When we were young, we knew that the answer, my friend, was blowing in the wind. Now that we are old, the virus is Spreain’ Though the Air.
As the virus keeps on spreading wildly out of control, Orange Man can only say, Que Sera Sera.
Finally, in our last musical offering for this evening, we learn that when the moon hits your eye like a big pizza pie, that’s when you recognize He’s a Moron.
Dear Fellow Rednecks,
I regret to inform you that you have been victimized by a great hoax. I also regret to inform you that the perpetrators of this horrific hoax were not the Lamestream Media, not the liberal Democrats, not Bill Gates, and not George Soros and the Rhymes-With-You-Know-Whos. (Hint: they killed a famous religious figure.)

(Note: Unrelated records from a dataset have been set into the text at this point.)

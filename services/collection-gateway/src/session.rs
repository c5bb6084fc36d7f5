//! Client-held session cookie
//!
//! The whole session is one typed struct, serialized to JSON, base64url
//! encoded and stored in a single signed cookie. The server keeps no session
//! table; tampering is caught by the signature.

use axum_extra::extract::SignedCookieJar;
use axum_extra::extract::cookie::{Cookie, Key, SameSite};
use base64::Engine;
use base64::engine::general_purpose::URL_SAFE_NO_PAD;
use collection_auth::{AuthorizationState, IdentitySession, UserIdentity};
use serde::{Deserialize, Serialize};
use tracing::debug;

use crate::config::MIN_SECRET_LEN;
use crate::error::ApiError;

/// Everything the gateway keeps about a browser between requests.
#[derive(Debug, Default, Clone, PartialEq, Eq, Serialize, Deserialize)]
pub struct ClientSession {
    #[serde(default, skip_serializing_if = "Option::is_none")]
    pub identity: Option<IdentitySession>,
    #[serde(default, skip_serializing_if = "Option::is_none")]
    pub user: Option<UserIdentity>,
    /// Present only between login start and callback
    #[serde(default, skip_serializing_if = "Option::is_none")]
    pub auth_state: Option<AuthorizationState>,
}

#[derive(Clone)]
pub struct SessionStore {
    key: Key,
    cookie_name: String,
    max_age: time::Duration,
    secure: bool,
}

impl SessionStore {
    pub fn new(
        secret: &[u8],
        cookie_name: impl Into<String>,
        max_age_secs: u64,
        secure: bool,
    ) -> common::Result<Self> {
        if secret.len() < MIN_SECRET_LEN {
            return Err(common::Error::Config(format!(
                "session secret must be at least {MIN_SECRET_LEN} bytes"
            )));
        }
        Ok(Self {
            key: Key::derive_from(secret),
            cookie_name: cookie_name.into(),
            max_age: time::Duration::seconds(i64::try_from(max_age_secs).unwrap_or(i64::MAX)),
            secure,
        })
    }

    pub fn key(&self) -> &Key {
        &self.key
    }

    /// The stored session, if the cookie is present and verifies.
    pub fn get(&self, jar: &SignedCookieJar) -> Option<ClientSession> {
        let cookie = jar.get(&self.cookie_name)?;
        match decode(cookie.value()) {
            Some(session) => Some(session),
            None => {
                debug!("discarding undecodable session cookie");
                None
            }
        }
    }

    /// The stored session, or a fresh empty one.
    pub fn get_or_create(&self, jar: &SignedCookieJar) -> ClientSession {
        self.get(jar).unwrap_or_default()
    }

    /// Write the session into the jar. Last write wins.
    pub fn save(
        &self,
        jar: SignedCookieJar,
        session: &ClientSession,
    ) -> Result<SignedCookieJar, ApiError> {
        let json = serde_json::to_vec(session)
            .map_err(|e| ApiError::Internal(format!("serializing session: {e}")))?;
        let cookie = Cookie::build((self.cookie_name.clone(), URL_SAFE_NO_PAD.encode(json)))
            .path("/")
            .http_only(true)
            .secure(self.secure)
            .same_site(SameSite::Lax)
            .max_age(self.max_age);
        Ok(jar.add(cookie))
    }

    /// Expire the cookie immediately.
    pub fn revoke(&self, jar: SignedCookieJar) -> SignedCookieJar {
        jar.remove(Cookie::build(self.cookie_name.clone()).path("/"))
    }
}

fn decode(value: &str) -> Option<ClientSession> {
    let bytes = URL_SAFE_NO_PAD.decode(value).ok()?;
    serde_json::from_slice(&bytes).ok()
}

No, ladies and germs, the perpetrators of the great hoax—that would be the hoax that is now threatening your lives—were in fact Donald Trump and Faux News. And the great hoax about which they informed you is itself a hoax. You have been had. You have been well and truly screwed, blued, and tattooed.
This morning, I am indebted to old friend Vasari for pointing me to this news: CNN, Dozens of Mississippi lawmakers have coronavirus aafter weeks of refusing to wear masks.
I bear them no ill will. I wish them all a speedy recovery.
But whatever my wishes may be, I cannot keep them from suffering the consequences of their willful choice not to use their reason and to be guided by science.
The Hoax Hoax: the consequences are coming soon to a city or town near you.